The most essential of our freedoms, as men and as liberal democrats, the freedom of our minds, consists in the consciousness of the fundamental alternatives. The preservation of that consciousness is as important as any new scheme for society. The alternatives are contained in the writings of the greatest men in the philosophic tradition. This is not to assert that the last word has been said, but that any serious new word must be based on a profound confrontation with the old ones. That confrontation has the added salutary effect of destroying our sense of our own worth and giving us higher aspirations. Rawls is the product of a school which thinks that it invented philosophy. Its adherents never approach an Aristotle or a Kant in search of the truth or open to the possibility that these old thinkers might have known more than they do; and since they have a virtual monopoly on the teaching of philosophy, there has been a disastrous, perhaps irreparable, loss of learning and extinguishing of the light which has flickered but endured across so many centuries. His book is a result of that loss of learning and contributes to it in turn. His method and the man he wishes to produce impel me to think that Nietzsche—abused by Rawls, although not culpably because ignorantly—might provide a more appropriate title for this book: A First Philosophy for the Last Man.

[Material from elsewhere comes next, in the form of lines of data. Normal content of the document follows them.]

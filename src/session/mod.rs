pub mod feedback;
pub mod state;
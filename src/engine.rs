//! Engine: wires the quote feed, ledger, execution adapter and trade copier
//! together and exposes the operator surface.
//!
//! Handles:
//! - Publishing simulated quotes and marking open positions
//! - Manual order entry, single-account and on the current selection
//! - Replication link configuration, activation and audit
//! - Account book maintenance and the day boundary

use std::sync::atomic::{AtomicBool, Ordering};
use std::sync::Arc;

use futures::future::join_all;
use futures::Stream;
use tokio::sync::broadcast::error::RecvError;
use tokio::sync::{mpsc, oneshot, Mutex};
use tokio::task::JoinHandle;
use tracing::{debug, info, warn};

use crate::error::{CopierResult, ExecutionError, StateConflictError, ValidationError};
use crate::execution::{ExecutionAdapter, SimulatedVenue};
use crate::market::{QuoteBoard, QuoteFeed};
use crate::models::{
    Account, FanOutRecord, Fill, LinkId, LinkState, LinkStatus, MarketQuote, OrderIntent,
    OrderSide, Platform,
};
use crate::trading::{
    AccountLedger, EngineConfig, GlobalStats, PositionSizer, ReplicationEvent, RiskEvaluator,
    RuleStatus, SelectionState, TradeCopier,
};

/// The replication and risk engine.
pub struct Engine {
    config: EngineConfig,
    board: QuoteBoard,
    ledger: Arc<AccountLedger>,
    adapter: Arc<ExecutionAdapter>,
    copier: Arc<TradeCopier>,
    selection: Mutex<SelectionState>,
    replication_tx: mpsc::UnboundedSender<ReplicationEvent>,
    projectx: SimulatedVenue,
    tradovate: SimulatedVenue,

    // Shutdown signal
    shutdown: Arc<AtomicBool>,
}

impl Engine {
    /// Build an engine over `accounts` with simulated venues and start its
    /// replication worker. Must be called inside a Tokio runtime.
    pub async fn new(config: EngineConfig, accounts: Vec<Account>) -> Result<Self, ValidationError> {
        let board = QuoteBoard::new(&config.quotes, config.quote_channel_capacity);
        let ledger = Arc::new(AccountLedger::from_config(&config));
        for account in accounts {
            ledger.insert(account).await?;
        }

        let (adapter, projectx, tradovate) = ExecutionAdapter::simulated(&config, board.clone());
        let adapter = Arc::new(adapter);
        let copier = Arc::new(TradeCopier::new(
            ledger.clone(),
            adapter.clone(),
            PositionSizer::default(),
        ));

        let (replication_tx, replication_rx) = mpsc::unbounded_channel();
        tokio::spawn(copier.clone().run(replication_rx));

        info!(
            accounts = ledger.len().await,
            symbols = config.quotes.len(),
            "Engine initialized"
        );

        Ok(Self {
            config,
            board,
            ledger,
            adapter,
            copier,
            selection: Mutex::new(SelectionState::new()),
            replication_tx,
            projectx,
            tradovate,
            shutdown: Arc::new(AtomicBool::new(false)),
        })
    }

    pub fn config(&self) -> &EngineConfig {
        &self.config
    }

    /// Get shutdown signal for external control.
    pub fn shutdown_signal(&self) -> Arc<AtomicBool> {
        self.shutdown.clone()
    }

    /// Simulated venue for `platform`, for latency and rejection injection.
    pub fn venue(&self, platform: Platform) -> &SimulatedVenue {
        match platform {
            Platform::ProjectX => &self.projectx,
            Platform::Tradovate => &self.tradovate,
        }
    }

    pub fn adapter(&self) -> &ExecutionAdapter {
        &self.adapter
    }

    /// Start the quote feed and the mark-to-market subscriber.
    ///
    /// Both stop once the shutdown signal is set.
    pub fn start_market_data(&self, seed: Option<u64>) -> Vec<JoinHandle<()>> {
        let feed = match seed {
            Some(seed) => QuoteFeed::with_seed(self.board.clone(), self.config.price_decimals, seed),
            None => QuoteFeed::new(self.board.clone(), self.config.price_decimals),
        };
        let feed_task = tokio::spawn(feed.run(self.config.quote_period(), self.shutdown.clone()));

        let mut quotes = self.board.subscribe();
        let ledger = self.ledger.clone();
        let shutdown = self.shutdown.clone();
        let mark_task = tokio::spawn(async move {
            while !shutdown.load(Ordering::SeqCst) {
                match quotes.recv().await {
                    Ok(quote) => {
                        let marked = ledger.mark_to_market(&quote).await;
                        if marked > 0 {
                            debug!(symbol = %quote.symbol, accounts = marked, "Marked to market");
                        }
                    }
                    Err(RecvError::Lagged(skipped)) => {
                        warn!(skipped, "Mark-to-market fell behind the quote feed");
                    }
                    Err(RecvError::Closed) => break,
                }
            }
        });

        vec![feed_task, mark_task]
    }

    /// Live quotes, ordered per symbol.
    pub fn subscribe_quotes(&self) -> impl Stream<Item = MarketQuote> {
        self.board.stream()
    }

    pub async fn quotes(&self) -> Vec<MarketQuote> {
        self.board.snapshot().await
    }

    pub async fn account_snapshot(&self, account_id: &str) -> Option<Account> {
        self.ledger.snapshot(account_id).await
    }

    pub async fn accounts(&self) -> Vec<Account> {
        self.ledger.snapshots().await
    }

    pub async fn evaluate_account(&self, account_id: &str) -> Option<Vec<RuleStatus>> {
        self.ledger.evaluate(account_id).await
    }

    pub async fn global_stats(&self) -> GlobalStats {
        self.ledger.global_stats().await
    }

    /// Execute a manual order and hand its fill to the replication worker.
    ///
    /// Malformed orders and unknown accounts are rejected up front. Every
    /// execution failure comes back as a REJECTED fill.
    pub async fn place_manual_order(&self, intent: OrderIntent) -> Result<Fill, ValidationError> {
        intent.validate()?;
        let unknown = || ValidationError::UnknownAccount(intent.account_id.clone());

        // Held until the fill is booked so the next order sees its risk
        let _entry = self.ledger.lock_orders(&intent.account_id).await.ok_or_else(unknown)?;
        let account = self
            .ledger
            .snapshot(&intent.account_id)
            .await
            .ok_or_else(unknown)?;

        if let Some(rule) = RiskEvaluator::blocking_rule(&account) {
            warn!(account = %account.id, rule = %rule, "Manual order blocked by breached rule");
            return Ok(Fill::rejected(&intent, ExecutionError::RiskBreached { rule }));
        }

        let fill = self.adapter.execute(&intent, &account).await;
        // A retry of an already booked intent is not replicated again
        let booked = self.ledger.apply_fill(&account.id, &fill).await?.is_some();
        if booked
            && self
                .replication_tx
                .send(ReplicationEvent::LeaderFill(fill.clone()))
                .is_err()
        {
            warn!(account = %account.id, "Replication worker stopped; fill not replicated");
        }
        Ok(fill)
    }

    /// Place the same manual order on every selected account in parallel.
    pub async fn place_order_on_selection(
        &self,
        symbol: &str,
        side: OrderSide,
        quantity: u32,
    ) -> Result<Vec<Fill>, ValidationError> {
        let selected = self.selection.lock().await.ids();
        if selected.is_empty() {
            return Err(ValidationError::NoAccountsSelected);
        }

        let intents: Vec<OrderIntent> = selected
            .iter()
            .map(|id| OrderIntent::manual(id.as_str(), symbol, side, quantity))
            .collect();
        if let Some(intent) = intents.first() {
            intent.validate()?;
        }

        info!(
            accounts = intents.len(),
            symbol = %symbol,
            side = %side,
            quantity,
            "Placing order on selection"
        );

        let results = join_all(intents.iter().map(|i| self.place_manual_order(i.clone()))).await;
        results
            .into_iter()
            .zip(&intents)
            .map(|(result, intent)| match result {
                Err(ValidationError::UnknownAccount(_)) => {
                    Ok(Fill::rejected(intent, ExecutionError::UnknownAccount))
                }
                other => other,
            })
            .collect()
    }

    /// Flip an account in or out of the selection. Returns true if now selected.
    pub async fn toggle_selection(&self, account_id: &str) -> Result<bool, ValidationError> {
        if !self.ledger.contains(account_id).await {
            return Err(ValidationError::UnknownAccount(account_id.to_string()));
        }
        Ok(self.selection.lock().await.toggle(account_id))
    }

    pub async fn selection(&self) -> Vec<String> {
        self.selection.lock().await.ids()
    }

    /// Resolves once every fill handed to the replication worker so far
    /// has been fanned out.
    pub async fn flush_replication(&self) {
        let (ack_tx, ack_rx) = oneshot::channel();
        if self.replication_tx.send(ReplicationEvent::Flush(ack_tx)).is_ok() {
            let _ = ack_rx.await;
        }
    }

    pub async fn configure_replication(
        &self,
        leader_id: &str,
        follower_ids: &[String],
    ) -> CopierResult<LinkId> {
        let result = self.copier.configure(leader_id, follower_ids).await;
        if let Err(e) = &result {
            warn!(leader = %leader_id, error = %e, "Replication configuration rejected");
        }
        result
    }

    pub async fn set_replication_active(&self, link_id: LinkId, active: bool) -> CopierResult<()> {
        self.copier.set_active(link_id, active).await
    }

    /// Fan-out records for a link, oldest first.
    pub async fn replication_audit(&self, link_id: LinkId) -> CopierResult<Vec<FanOutRecord>> {
        self.copier.audit(link_id).await
    }

    pub async fn replication_status(&self, link_id: LinkId) -> CopierResult<LinkStatus> {
        self.copier.status(link_id).await
    }

    pub async fn replication_links(&self) -> Vec<LinkStatus> {
        self.copier.statuses().await
    }

    pub async fn remove_replication(&self, link_id: LinkId) -> CopierResult<()> {
        self.copier.remove(link_id).await
    }

    pub async fn resume_follower(&self, link_id: LinkId, follower_id: &str) -> CopierResult<()> {
        self.copier.resume_follower(link_id, follower_id).await
    }

    pub async fn add_account(&self, account: Account) -> Result<(), ValidationError> {
        self.ledger.insert(account).await
    }

    /// Remove an account that holds no replication role.
    pub async fn remove_account(&self, account_id: &str) -> CopierResult<Account> {
        if let Some(link) = self.copier.role_of(account_id).await {
            return Err(StateConflictError::AccountInUse {
                account: account_id.to_string(),
                link,
            }
            .into());
        }

        let account = self.ledger.remove(account_id).await?;
        self.selection.lock().await.remove(account_id);
        Ok(account)
    }

    /// Day boundary: reset rule consumption and daily counters.
    pub async fn start_new_day(&self) {
        self.ledger.start_new_day().await;
    }

    /// Stop market data and drain every active link.
    pub async fn shutdown(&self) {
        info!("Shutting down engine...");
        self.shutdown.store(true, Ordering::SeqCst);

        for link in self.copier.statuses().await {
            if link.state == LinkState::Active {
                if let Err(e) = self.copier.set_active(link.id, false).await {
                    warn!(link = %link.id, error = %e, "Failed to deactivate link");
                }
            }
        }
        self.flush_replication().await;

        info!("Engine shutdown complete");
    }
}
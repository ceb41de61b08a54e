//! Prop-firm account model: balance, cushion, P&L history and risk rules.

use std::collections::{BTreeMap, BTreeSet, VecDeque};
use std::fmt;

use rust_decimal::Decimal;
use rust_decimal_macros::dec;
use serde::{Deserialize, Serialize};
use uuid::Uuid;

use super::OrderSide;

pub const DAILY_LOSS_LIMIT: &str = "Daily Loss Limit";
pub const MAX_DRAWDOWN: &str = "Max Drawdown";

/// Broker platform an account is hosted on.
#[derive(Debug, Clone, Copy, PartialEq, Eq, Hash, Serialize, Deserialize)]
pub enum Platform {
    ProjectX,
    Tradovate,
}

impl Platform {
    pub fn as_str(&self) -> &'static str {
        match self {
            Platform::ProjectX => "ProjectX",
            Platform::Tradovate => "Tradovate",
        }
    }
}

impl fmt::Display for Platform {
    fn fmt(&self, f: &mut fmt::Formatter<'_>) -> fmt::Result {
        f.write_str(self.as_str())
    }
}

/// A single prop-firm risk rule owned by one account.
#[derive(Debug, Clone, PartialEq, Serialize, Deserialize)]
pub struct PropFirmRule {
    pub name: String,

    /// Allowed consumption in account currency
    pub limit: Decimal,

    /// Consumption so far today (never decreases within a day)
    pub current: Decimal,

    /// Derived: `current >= limit`
    #[serde(default)]
    pub breached: bool,
}

impl PropFirmRule {
    pub fn new(name: impl Into<String>, limit: Decimal) -> Self {
        Self::with_current(name, limit, Decimal::ZERO)
    }

    pub fn with_current(name: impl Into<String>, limit: Decimal, current: Decimal) -> Self {
        let mut rule = Self {
            name: name.into(),
            limit,
            current: current.max(Decimal::ZERO),
            breached: false,
        };
        rule.refresh();
        rule
    }

    /// Add consumption. Negative amounts are ignored so `current` stays monotonic.
    pub fn consume(&mut self, amount: Decimal) {
        if amount > Decimal::ZERO {
            self.current += amount;
        }
        self.refresh();
    }

    /// Day-boundary reset.
    pub fn reset(&mut self) {
        self.current = Decimal::ZERO;
        self.refresh();
    }

    pub fn refresh(&mut self) {
        self.breached = self.current >= self.limit;
    }

    pub fn remaining(&self) -> Decimal {
        (self.limit - self.current).max(Decimal::ZERO)
    }
}

/// One point of the rolling P&L chart.
#[derive(Debug, Clone, PartialEq, Serialize, Deserialize)]
pub struct PnlPoint {
    pub name: String,
    pub pnl: Decimal,
}

/// Net futures position in one symbol.
#[derive(Debug, Clone, PartialEq, Serialize, Deserialize)]
pub struct NetPosition {
    pub symbol: String,

    /// Signed contracts: positive long, negative short
    pub quantity: i64,

    pub average_price: Decimal,

    /// Price the cushion was last marked at
    pub last_mark: Decimal,
}

impl NetPosition {
    pub fn flat(symbol: impl Into<String>, price: Decimal) -> Self {
        Self {
            symbol: symbol.into(),
            quantity: 0,
            average_price: price,
            last_mark: price,
        }
    }

    /// Apply a filled quantity at `price`. The caller marks to `price` first.
    pub fn apply(&mut self, side: OrderSide, quantity: u32, price: Decimal) {
        let delta = side.sign() * i64::from(quantity);
        let new_qty = self.quantity + delta;

        let same_direction = self.quantity == 0 || self.quantity.signum() == delta.signum();
        if same_direction {
            // Averaging in
            let old = Decimal::from(self.quantity.abs()) * self.average_price;
            let added = Decimal::from(delta.abs()) * price;
            if new_qty != 0 {
                self.average_price = (old + added) / Decimal::from(new_qty.abs());
            }
        } else if new_qty.signum() != self.quantity.signum() && new_qty != 0 {
            // Flipped through flat: the remainder opens at the fill price
            self.average_price = price;
        }

        self.quantity = new_qty;
        self.last_mark = price;
    }

    pub fn is_flat(&self) -> bool {
        self.quantity == 0
    }
}

/// Per-day activity counters, reset at the day boundary.
#[derive(Debug, Clone, Default, PartialEq, Serialize, Deserialize)]
pub struct DailyActivity {
    pub fills: u32,
    pub risk_consumed: Decimal,
    pub pnl_point_recorded: bool,
    /// Ids of the fills already booked today
    #[serde(default)]
    pub applied_fills: BTreeSet<Uuid>,
}

/// An aggregated prop-firm trading account.
#[derive(Debug, Clone, PartialEq, Serialize, Deserialize)]
pub struct Account {
    pub id: String,
    pub platform: Platform,
    pub firm: String,
    pub balance: Decimal,

    /// Signed current-day P&L buffer
    pub cushion: Decimal,

    #[serde(default)]
    pub pnl_history: VecDeque<PnlPoint>,

    pub rules: Vec<PropFirmRule>,

    #[serde(default)]
    pub positions: BTreeMap<String, NetPosition>,

    #[serde(default)]
    pub daily: DailyActivity,
}

impl Account {
    /// Create an account with the standard rule pair sized from the balance
    /// (daily loss 2%, max drawdown 5%).
    pub fn new(
        id: impl Into<String>,
        platform: Platform,
        firm: impl Into<String>,
        balance: Decimal,
    ) -> Self {
        let rules = vec![
            PropFirmRule::new(DAILY_LOSS_LIMIT, (balance * dec!(0.02)).round()),
            PropFirmRule::new(MAX_DRAWDOWN, (balance * dec!(0.05)).round()),
        ];
        Self::with_rules(id, platform, firm, balance, rules)
    }

    pub fn with_rules(
        id: impl Into<String>,
        platform: Platform,
        firm: impl Into<String>,
        balance: Decimal,
        rules: Vec<PropFirmRule>,
    ) -> Self {
        Self {
            id: id.into(),
            platform,
            firm: firm.into(),
            balance,
            cushion: Decimal::ZERO,
            pnl_history: VecDeque::new(),
            rules,
            positions: BTreeMap::new(),
            daily: DailyActivity::default(),
        }
    }

    /// First rule that is breached, if any.
    pub fn breached_rule(&self) -> Option<&PropFirmRule> {
        self.rules.iter().find(|r| r.breached)
    }

    pub fn is_breached(&self) -> bool {
        self.breached_rule().is_some()
    }

    pub fn rule(&self, name: &str) -> Option<&PropFirmRule> {
        self.rules.iter().find(|r| r.name == name)
    }

    /// Append to the rolling P&L history, dropping the oldest past `window`.
    pub fn push_pnl_point(&mut self, point: PnlPoint, window: usize) {
        self.pnl_history.push_back(point);
        while self.pnl_history.len() > window.max(1) {
            self.pnl_history.pop_front();
        }
    }

    pub fn net_quantity(&self, symbol: &str) -> i64 {
        self.positions.get(symbol).map(|p| p.quantity).unwrap_or(0)
    }

    /// Reset daily rule consumption and counters.
    pub fn start_new_day(&mut self) {
        for rule in &mut self.rules {
            rule.reset();
        }
        self.daily = DailyActivity::default();
        self.cushion = Decimal::ZERO;
    }
}
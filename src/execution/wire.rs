//! Platform-specific order encodings. Nothing outside the execution layer
//! sees these types.

use rust_decimal::Decimal;
use serde::{Deserialize, Serialize};

use crate::models::{Account, OrderIntent, OrderSide, Platform};

/// ProjectX market order type code
const PROJECTX_MARKET: u8 = 2;

/// ProjectX (TopstepX-style gateway) order placement body.
#[derive(Debug, Clone, PartialEq, Serialize, Deserialize)]
#[serde(rename_all = "camelCase")]
pub struct ProjectXOrderRequest {
    pub account_id: String,
    pub contract_id: String,
    /// 2 = market
    #[serde(rename = "type")]
    pub order_type: u8,
    /// 0 = bid (buy), 1 = ask (sell)
    pub side: u8,
    pub size: u32,
    pub custom_tag: String,
}

/// Tradovate `placeorder` body.
#[derive(Debug, Clone, PartialEq, Serialize, Deserialize)]
#[serde(rename_all = "camelCase")]
pub struct TradovateOrderRequest {
    pub account_spec: String,
    pub action: String,
    pub symbol: String,
    pub order_qty: u32,
    pub order_type: String,
    pub is_automated: bool,
    pub cl_ord_id: String,
}

/// Encoded order ready for one platform.
#[derive(Debug, Clone, PartialEq, Serialize, Deserialize)]
#[serde(tag = "platform")]
pub enum VenueRequest {
    ProjectX(ProjectXOrderRequest),
    Tradovate(TradovateOrderRequest),
}

impl VenueRequest {
    pub fn encode(intent: &OrderIntent, account: &Account) -> Self {
        let tag = intent.causality.key();
        match account.platform {
            Platform::ProjectX => VenueRequest::ProjectX(ProjectXOrderRequest {
                account_id: account.id.clone(),
                contract_id: format!("CON.F.US.{}", intent.symbol),
                order_type: PROJECTX_MARKET,
                side: match intent.side {
                    OrderSide::Buy => 0,
                    OrderSide::Sell => 1,
                },
                size: intent.quantity,
                custom_tag: tag,
            }),
            Platform::Tradovate => VenueRequest::Tradovate(TradovateOrderRequest {
                account_spec: account.id.clone(),
                action: match intent.side {
                    OrderSide::Buy => "Buy".to_string(),
                    OrderSide::Sell => "Sell".to_string(),
                },
                symbol: intent.symbol.clone(),
                order_qty: intent.quantity,
                order_type: "Market".to_string(),
                is_automated: !intent.causality.is_manual(),
                cl_ord_id: tag,
            }),
        }
    }

    pub fn platform(&self) -> Platform {
        match self {
            VenueRequest::ProjectX(_) => Platform::ProjectX,
            VenueRequest::Tradovate(_) => Platform::Tradovate,
        }
    }

    pub fn account_id(&self) -> &str {
        match self {
            VenueRequest::ProjectX(r) => &r.account_id,
            VenueRequest::Tradovate(r) => &r.account_spec,
        }
    }

    /// Symbol root regardless of platform naming.
    pub fn symbol(&self) -> &str {
        match self {
            VenueRequest::ProjectX(r) => r
                .contract_id
                .strip_prefix("CON.F.US.")
                .unwrap_or(&r.contract_id),
            VenueRequest::Tradovate(r) => &r.symbol,
        }
    }

    pub fn quantity(&self) -> u32 {
        match self {
            VenueRequest::ProjectX(r) => r.size,
            VenueRequest::Tradovate(r) => r.order_qty,
        }
    }

    pub fn client_tag(&self) -> &str {
        match self {
            VenueRequest::ProjectX(r) => &r.custom_tag,
            VenueRequest::Tradovate(r) => &r.cl_ord_id,
        }
    }
}

/// Venue acknowledgement of an executed order.
#[derive(Debug, Clone, PartialEq, Serialize, Deserialize)]
#[serde(rename_all = "camelCase")]
pub struct VenueAck {
    pub order_id: String,
    pub price: Decimal,
    pub filled_quantity: u32,
}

(Allan Bloom, “Justice: John Rawls Vs. The Tradition of Political Philosophy,” The American Political Science Review 69 [June 1975]: 648-62, at 662 [italics in original])

Rightosphere Temperature Check

John Hawkins of Right Wing News polled right-of-center bloggers (including yours truly) on a number of issues. Here are the results. My choices were Yes, Yes, No, No, A, A, C, and C.